6. Integration and Compatibility: NoSQL databases may face challenges, issues, and
limitations in integration, compatibility, interoperability, migration, and coexistence with
existing relational databases, systems, applications, tools, and environments, requiring
careful planning, design, architecture, development, and management to ensure
seamless and successful integration and coexistence.

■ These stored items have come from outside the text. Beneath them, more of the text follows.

//! Streaming JSON writer producing compact output.

use docstream_base64::Base64Encoder;
use docstream_buffers::WriteStream;

use crate::error::{Error, Result};
use crate::writer::{ArrayWriter, DocumentWriter, MapWriter, StreamWriter};

/// Writes one JSON value.
///
/// Separators are owned by the parent container: a writer handed out by
/// [`JsonArrayWriter::append`] or [`JsonMapWriter`] carries the `,` or `:`
/// it must emit before its value. In key position scalars are quoted, so
/// `1` becomes the key `"1"`; containers cannot be keys.
///
/// JSON has no binary or undefined: binary payloads are written as base64
/// strings and undefined as `null`. Non-finite doubles are written as `null`.
pub struct JsonWriter<'s, S: ?Sized> {
    stream: &'s mut S,
    separator: Option<u8>,
    key: bool,
}

impl<'s, S: WriteStream + ?Sized> JsonWriter<'s, S> {
    pub fn new(stream: &'s mut S) -> Self {
        Self {
            stream,
            separator: None,
            key: false,
        }
    }

    fn begin(&mut self) -> Result<()> {
        if let Some(separator) = self.separator.take() {
            self.stream.write_u8(separator)?;
        }
        Ok(())
    }

    fn write_literal(mut self, literal: &[u8]) -> Result<()> {
        self.begin()?;
        if self.key {
            self.stream.write_u8(b'"')?;
            self.stream.write_buffer(literal)?;
            self.stream.write_u8(b'"')?;
        } else {
            self.stream.write_buffer(literal)?;
        }
        Ok(())
    }

    fn open(mut self, delimiter: u8) -> Result<&'s mut S> {
        self.begin()?;
        self.stream.write_u8(delimiter)?;
        Ok(self.stream)
    }
}

impl<'s, S: WriteStream + ?Sized> DocumentWriter for JsonWriter<'s, S> {
    type Text = JsonTextWriter<'s, S>;
    type Binary = JsonBase64Writer<'s, S>;
    type Array = JsonArrayWriter<'s, S>;
    type Map = JsonMapWriter<'s, S>;

    fn write_null(self) -> Result<()> {
        self.write_literal(b"null")
    }

    fn write_undefined(self) -> Result<()> {
        self.write_literal(b"null")
    }

    fn write_bool(self, value: bool) -> Result<()> {
        let literal: &[u8] = if value { b"true" } else { b"false" };
        self.write_literal(literal)
    }

    fn write_u64(self, value: u64) -> Result<()> {
        self.write_literal(value.to_string().as_bytes())
    }

    fn write_i64(self, value: i64) -> Result<()> {
        self.write_literal(value.to_string().as_bytes())
    }

    fn write_f64(self, value: f64) -> Result<()> {
        self.write_literal(format_double(value).as_bytes())
    }

    fn write_text(self, _size: Option<u64>) -> Result<Self::Text> {
        Ok(JsonTextWriter {
            stream: self.open(b'"')?,
        })
    }

    fn write_binary(self, _size: Option<u64>) -> Result<Self::Binary> {
        Ok(JsonBase64Writer {
            stream: self.open(b'"')?,
            encoder: Base64Encoder::new(),
            scratch: Vec::new(),
        })
    }

    fn write_array(self, _size: Option<u64>) -> Result<Self::Array> {
        if self.key {
            return Err(Error::Unsupported("array as an object key"));
        }
        Ok(JsonArrayWriter {
            stream: self.open(b'[')?,
            first: true,
        })
    }

    fn write_map(self, _size: Option<u64>) -> Result<Self::Map> {
        if self.key {
            return Err(Error::Unsupported("object as an object key"));
        }
        Ok(JsonMapWriter {
            stream: self.open(b'{')?,
            first: true,
        })
    }
}

fn format_double(value: f64) -> String {
    if !value.is_finite() {
        return "null".to_string();
    }
    let mut out = value.to_string();
    if !out.contains('.') {
        out.push_str(".0");
    }
    out
}

/// Writes `bytes` as the inside of a JSON string literal.
fn write_escaped<S: WriteStream + ?Sized>(stream: &mut S, bytes: &[u8]) -> Result<()> {
    let mut start = 0;
    for (i, &b) in bytes.iter().enumerate() {
        let escape: &[u8] = match b {
            b'"' => b"\\\"",
            b'\\' => b"\\\\",
            b'\n' => b"\\n",
            b'\r' => b"\\r",
            b'\t' => b"\\t",
            0x08 => b"\\b",
            0x0c => b"\\f",
            0x00..=0x1f => &[],
            _ => continue,
        };
        stream.write_buffer(&bytes[start..i])?;
        if escape.is_empty() {
            const HEX: &[u8; 16] = b"0123456789abcdef";
            stream.write_buffer(&[
                b'\\',
                b'u',
                b'0',
                b'0',
                HEX[(b >> 4) as usize],
                HEX[(b & 0xf) as usize],
            ])?;
        } else {
            stream.write_buffer(escape)?;
        }
        start = i + 1;
    }
    stream.write_buffer(&bytes[start..])?;
    Ok(())
}

pub struct JsonTextWriter<'s, S: ?Sized> {
    stream: &'s mut S,
}

impl<S: WriteStream + ?Sized> StreamWriter for JsonTextWriter<'_, S> {
    fn write_buffer(&mut self, bytes: &[u8]) -> Result<()> {
        write_escaped(&mut *self.stream, bytes)
    }

    fn flush(self) -> Result<()> {
        self.stream.write_u8(b'"')?;
        Ok(())
    }
}

/// Binary payload, written as a base64 string.
pub struct JsonBase64Writer<'s, S: ?Sized> {
    stream: &'s mut S,
    encoder: Base64Encoder,
    scratch: Vec<u8>,
}

impl<S: WriteStream + ?Sized> StreamWriter for JsonBase64Writer<'_, S> {
    fn write_buffer(&mut self, bytes: &[u8]) -> Result<()> {
        self.scratch.clear();
        self.encoder.update(bytes, &mut self.scratch);
        self.stream.write_buffer(&self.scratch)?;
        Ok(())
    }

    fn flush(mut self) -> Result<()> {
        self.scratch.clear();
        self.encoder.finish(&mut self.scratch);
        self.scratch.push(b'"');
        self.stream.write_buffer(&self.scratch)?;
        Ok(())
    }
}

pub struct JsonArrayWriter<'s, S: ?Sized> {
    stream: &'s mut S,
    first: bool,
}

impl<'s, S: WriteStream + ?Sized> ArrayWriter for JsonArrayWriter<'s, S> {
    type Element<'a>
        = JsonWriter<'a, S>
    where
        Self: 'a;

    fn append(&mut self) -> JsonWriter<'_, S> {
        let separator = if self.first { None } else { Some(b',') };
        self.first = false;
        JsonWriter {
            stream: &mut *self.stream,
            separator,
            key: false,
        }
    }

    fn flush(self) -> Result<()> {
        self.stream.write_u8(b']')?;
        Ok(())
    }
}

pub struct JsonMapWriter<'s, S: ?Sized> {
    stream: &'s mut S,
    first: bool,
}

impl<'s, S: WriteStream + ?Sized> MapWriter for JsonMapWriter<'s, S> {
    type Element<'a>
        = JsonWriter<'a, S>
    where
        Self: 'a;

    fn append_key(&mut self) -> JsonWriter<'_, S> {
        let separator = if self.first { None } else { Some(b',') };
        self.first = false;
        JsonWriter {
            stream: &mut *self.stream,
            separator,
            key: true,
        }
    }

    fn append_value(&mut self) -> JsonWriter<'_, S> {
        JsonWriter {
            stream: &mut *self.stream,
            separator: Some(b':'),
            key: false,
        }
    }

    fn flush(self) -> Result<()> {
        self.stream.write_u8(b'}')?;
        Ok(())
    }
}
//! The writer side of the document model.
//!
//! A [`DocumentWriter`] stands for exactly one node. Every method consumes
//! it: scalars are written immediately, text/binary/array/map calls return
//! a handle that must be driven to its `flush`. Container handles hand out
//! child writers that borrow the container, so a child is always finished
//! before the container can append the next one.

use crate::document::{Document, Nodes};
use crate::error::Result;
use crate::transcode::copy_document;

/// Sink for a text or binary payload.
pub trait StreamWriter {
    fn write_buffer(&mut self, bytes: &[u8]) -> Result<()>;

    /// Finishes the payload.
    fn flush(self) -> Result<()>;
}

pub trait ArrayWriter {
    type Element<'a>: DocumentWriter
    where
        Self: 'a;

    fn append(&mut self) -> Self::Element<'_>;

    /// Closes the array. Known-size arrays must have received exactly the
    /// announced number of elements.
    fn flush(self) -> Result<()>;
}

/// Map handle; `append_key` and `append_value` must alternate.
pub trait MapWriter {
    type Element<'a>: DocumentWriter
    where
        Self: 'a;

    fn append_key(&mut self) -> Self::Element<'_>;

    fn append_value(&mut self) -> Self::Element<'_>;

    fn flush(self) -> Result<()>;
}

/// Writer for one document node.
///
/// `size` arguments are `Some(n)` for known-size payloads and containers and
/// `None` for indefinite ones.
pub trait DocumentWriter: Sized {
    type Text: StreamWriter;
    type Binary: StreamWriter;
    type Array: ArrayWriter;
    type Map: MapWriter;

    fn write_null(self) -> Result<()>;

    fn write_undefined(self) -> Result<()>;

    fn write_bool(self, value: bool) -> Result<()>;

    fn write_u64(self, value: u64) -> Result<()>;

    fn write_i64(self, value: i64) -> Result<()>;

    fn write_f64(self, value: f64) -> Result<()>;

    fn write_text(self, size: Option<u64>) -> Result<Self::Text>;

    fn write_binary(self, size: Option<u64>) -> Result<Self::Binary>;

    fn write_array(self, size: Option<u64>) -> Result<Self::Array>;

    fn write_map(self, size: Option<u64>) -> Result<Self::Map>;

    /// Writes any [`Writable`] value: scalars, strings, byte slices,
    /// materialized values and documents produced by any reader.
    fn write<T: Writable>(self, value: T) -> Result<()> {
        value.write_to(self)
    }

    fn write_str(self, value: &str) -> Result<()> {
        let mut text = self.write_text(Some(value.len() as u64))?;
        text.write_buffer(value.as_bytes())?;
        text.flush()
    }

    fn write_bytes(self, value: &[u8]) -> Result<()> {
        let mut binary = self.write_binary(Some(value.len() as u64))?;
        binary.write_buffer(value)?;
        binary.flush()
    }

    fn write_document<N: Nodes>(self, document: Document<N>) -> Result<()> {
        copy_document(self, document)
    }
}

/// A value that knows how to write itself to any [`DocumentWriter`].
pub trait Writable {
    fn write_to<W: DocumentWriter>(self, writer: W) -> Result<()>;
}

impl Writable for () {
    fn write_to<W: DocumentWriter>(self, writer: W) -> Result<()> {
        writer.write_null()
    }
}

impl Writable for bool {
    fn write_to<W: DocumentWriter>(self, writer: W) -> Result<()> {
        writer.write_bool(self)
    }
}

macro_rules! writable_unsigned {
    ($($ty:ty),*) => {$(
        impl Writable for $ty {
            fn write_to<W: DocumentWriter>(self, writer: W) -> Result<()> {
                writer.write_u64(u64::from(self))
            }
        }
    )*};
}

macro_rules! writable_signed {
    ($($ty:ty),*) => {$(
        impl Writable for $ty {
            fn write_to<W: DocumentWriter>(self, writer: W) -> Result<()> {
                writer.write_i64(i64::from(self))
            }
        }
    )*};
}

writable_unsigned!(u8, u16, u32, u64);
writable_signed!(i8, i16, i32, i64);

impl Writable for f32 {
    fn write_to<W: DocumentWriter>(self, writer: W) -> Result<()> {
        writer.write_f64(f64::from(self))
    }
}

impl Writable for f64 {
    fn write_to<W: DocumentWriter>(self, writer: W) -> Result<()> {
        writer.write_f64(self)
    }
}

impl Writable for &str {
    fn write_to<W: DocumentWriter>(self, writer: W) -> Result<()> {
        writer.write_str(self)
    }
}

impl Writable for &[u8] {
    fn write_to<W: DocumentWriter>(self, writer: W) -> Result<()> {
        writer.write_bytes(self)
    }
}

impl<T: Writable> Writable for Option<T> {
    fn write_to<W: DocumentWriter>(self, writer: W) -> Result<()> {
        match self {
            Some(value) => value.write_to(writer),
            None => writer.write_null(),
        }
    }
}

impl<N: Nodes> Writable for Document<N> {
    fn write_to<W: DocumentWriter>(self, writer: W) -> Result<()> {
        copy_document(writer, self)
    }
}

7. Skills and Expertise Gap: Organizations may encounter skills and expertise gaps in
NoSQL, distributed computing, big data, data science, analytics, and related domains,
requiring recruitment, training, development, and retention of talent, capabilities, and
competencies to build, operate, and optimize NoSQL databases and ecosystems
effectively and successfully.
13
Big Data Analysis – Module 1
14
Big Data Analysis – Module 1
15
Big Data Analysis – Module 1
Q. Business Drivers
Business driver refers to any factor or catalyst that influences an organization's decision to
adopt big data analytics solutions or initiatives. These drivers are typically aligned with the
strategic objectives and goals of the business and are instrumental in justifying investments
in big data technologies and analytics capabilities. Understanding and identifying these drivers
is crucial for organizations to effectively harness the power of big data and derive actionable
insights to gain a competitive advantage. Here's a detailed explanation of business drivers in
the context of big data analysis:
1. Competitive Advantage: Many organizations leverage big data analytics to gain a
competitive edge in their respective industries. By analyzing large volumes of data
from various sources such as customer transactions, social media interactions, and
market trends, companies can uncover valuable insights about customer preferences,
market trends, and competitor strategies. These insights enable organizations to make
informed decisions, develop innovative products and services, and better serve their
customers, ultimately helping them outperform their competitors.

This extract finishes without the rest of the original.